Sent: Tuesday, December 03, 2002 11:18 AM
Subject: =- Pale Fire -=- All Hail King Zog! -=
> ===============================
> PALE FIRE:
> All hail King Zog !
> ===============================
>
>
> A Source for Charles Kinbote
>
>
>
> Palace intrigues.
> A "reader of Shakespeare."
> Assassination attempts.
> A bearded Royal Guard.
> Crown jewels.
> A middle-aged "bachelor king"--a manly dandy.
> A powerful red car (wedding gift from Hitler).
> A country bent sinister by both Fascists and Communists.
> A series of fantastic escapes.
> An exiled king, making the best of life in America.
> A queen's villa on the French Riviera....
>
>
> I learned about this real-life
> Kinbote recently when less-than-ideal
> insomnia found me reading THE LIFE
> OF IAN FLEMING. Fleming, then a Naval
> Reserve officer, is overseeing the
> last-minute escape from France of
> various VIPs as German tanks roll in:
>
> "From time to time German bombers came, but nothing stopped the
> evacuation, and by dusk nearly all the refugees were away. Then
> came a coup de théâtre. The last boat was nearly filled when
> motor-horns were heard in the distance; and over the
> cobblestones rolled a cavalcade of enormous motor cars carrying
> King Zog of Albania, his family, and mountains of luggage,
> including the crown jewels of Albania. Somehow Fleming managed
> to get the royal party safely off...."
>
> --John Pearson, 1966, Jonathan Cape, London, page 105
>
>
> Which led me to this riot of parallels
> in the very first place I looked:
>
>
> King Zog in America (1951)
>
> Ahmed Bey Zogu, born in 1895, battled innumerable Balkan
> adversaries to consolidate control of his country after the
> First World War, became President in 1925, and declared himself
> King Zog I in 1928. For his coronation, he ordered an outfit
> that included rose-colored breeches, gold spurs, and a gold
> crown weighing seven and five-eighths pounds.
>
> Zog's preoccupation once he was on the throne was how to stay
> alive. In 1931, he barely escaped assassination at the hands of
> two gunmen as he was leaving a performance of "Pagliacci" at the
> Vienna Opera House. His mother kept watch over the royal kitchen
> to make sure his food was not being poisoned. A virtual recluse
> in his capital city, Tirana, which in any case had neither night
> clubs nor theatres, Zog did little except play poker and smoke
> as many as a hundred and fifty perfumed cigarettes a day.
> Understandably, perhaps, shaking Europe's royal family trees for
> a queen yielded Zog no fruit. But his four sisters, each of them
> a division commander in the Albanian army and none of them
> married themselves, helped in the search, and he eventually
> found a penniless half-American, half-Hungarian countess,
> Geraldine Apponyi, who had been selling postcards in the
> Budapest National Museum for forty-five dollars a month.

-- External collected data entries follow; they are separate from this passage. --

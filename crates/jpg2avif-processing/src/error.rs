use std::io;
use std::time::Duration;

use jpg2avif_core::AppError;

/// Failure of a single conversion. Every variant is terminal; nothing is retried.
#[derive(Debug, thiserror::Error)]
pub enum ConversionError {
    /// The encoder ran and exited unsuccessfully.
    #[error("{}", encoder_message(.status, .stderr))]
    EncoderFailed {
        status: Option<i32>,
        stderr: String,
    },

    #[error("Encoder timed out after {}s", .timeout.as_secs_f64())]
    EncoderTimedOut { timeout: Duration },

    #[error("Failed to start encoder '{program}': {source}")]
    EncoderUnavailable {
        program: String,
        #[source]
        source: io::Error,
    },

    #[error("Encoder did not produce an output file")]
    MissingOutput,

    #[error("Encoder produced an empty output file")]
    EmptyOutput,

    #[error("Workspace error while {context}: {source}")]
    Workspace {
        context: &'static str,
        #[source]
        source: io::Error,
    },
}

fn encoder_message(status: &Option<i32>, stderr: &str) -> String {
    let stderr = stderr.trim();
    if !stderr.is_empty() {
        return stderr.to_string();
    }

    match status {
        Some(code) => format!("Encoder exited with status {}", code),
        None => "Encoder was terminated by a signal".to_string(),
    }
}

impl ConversionError {
    pub fn workspace(context: &'static str) -> impl FnOnce(io::Error) -> Self {
        move |source| ConversionError::Workspace { context, source }
    }

    /// Whether the failure originated in the encoder rather than in local file handling.
    pub fn is_encoder_failure(&self) -> bool {
        !matches!(self, ConversionError::Workspace { .. })
    }
}

impl From<ConversionError> for AppError {
    fn from(err: ConversionError) -> Self {
        if err.is_encoder_failure() {
            AppError::EncoderFailure(err.to_string())
        } else {
            AppError::InternalWithSource {
                message: err.to_string(),
                source: anyhow::Error::new(err),
            }
        }
    }
}
//! Conversion-complete notification
//!
//! Delivery is best-effort and at-most-once: no retries, no queue. Failures are logged
//! and dropped.

mod dispatcher;
mod http;

pub use dispatcher::NotificationDispatcher;
pub use http::HttpNotifier;

use std::time::Duration;

use async_trait::async_trait;
use jpg2avif_core::models::NotificationPayload;

#[derive(Debug, thiserror::Error)]
pub enum NotificationError {
    #[error("Notification request failed: {0}")]
    Request(#[from] reqwest::Error),

    #[error("Notification timed out after {}s", .0.as_secs_f64())]
    Timeout(Duration),

    #[error("Notification endpoint returned HTTP {status}: {body}")]
    Status { status: u16, body: String },
}

/// Delivers a notification payload to the downstream API.
#[async_trait]
pub trait Notifier: Send + Sync {
    async fn send(&self, payload: &NotificationPayload) -> Result<(), NotificationError>;
}
//! Route configuration and setup

use std::sync::Arc;
use std::time::Duration;

use axum::{
    extract::DefaultBodyLimit,
    routing::{get, post},
    Json, Router,
};
use jpg2avif_core::Config;
use jpg2avif_infra::request_id_middleware;
use tower_http::timeout::TimeoutLayer;
use tower_http::trace::TraceLayer;

use crate::handlers;
use crate::state::AppState;

/// Setup all application routes
pub fn setup_routes(config: &Config, state: Arc<AppState>) -> Router<()> {
    tracing::info!(
        request_timeout_secs = config.server.request_timeout_secs,
        max_upload_size_bytes = config.server.max_upload_size_bytes,
        "Request limits configured"
    );

    Router::new()
        .route("/health", get(handlers::health::health_check))
        .route("/convert", post(handlers::convert::convert_image))
        .route(
            "/api/openapi.json",
            get(|| async { Json(crate::api_doc::get_openapi_spec()) }),
        )
        .merge(utoipa_rapidoc::RapiDoc::new("/api/openapi.json").path("/docs"))
        .layer(DefaultBodyLimit::max(config.server.max_upload_size_bytes))
        .layer(TimeoutLayer::new(Duration::from_secs(
            config.server.request_timeout_secs,
        )))
        .layer(TraceLayer::new_for_http())
        .layer(axum::middleware::from_fn(request_id_middleware))
        .with_state(state)
}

Her
> photograph captured Zog's heart, and they were married in 1938.
>
> A year later, Italy invaded Albania, routing its thirteen
> thousand troops and two airplanes within forty-eight hours.
> Having fled to England with his family and a hefty portion of
> his country's gold, Zog watched from afar as Mussolini's
> Fascists and then Enver Hoxha's Communists took over his
> kingdom. Zog was formally deposed in absentia in 1946. Having
> temporarily moved to Egypt, he became friends with King Farouk
> while he pondered the serious question of where an ex-monarch
> could live.
>
> He found the answer, he thought, during a 1951 tour of the
> United States: Knollwood, a sixty-room granite mansion that had
> been built on Long Island's North Shore in 1907. Zog bought it
> for $102,800 (not for "a bucket of diamonds and rubies," as some
> stories claimed at the time). Italian Renaissance in style,
> Knollwood boasted tall Ionic columns and a winding main stairway
> of Caen marble. Massive stone steps led down to vast reaches of
> landscaping, with gardens and reflecting pools. English ivy
> covered parts of wide terraces and also hung from marble
> fountains and urns. "A man must have a place to lay his head,"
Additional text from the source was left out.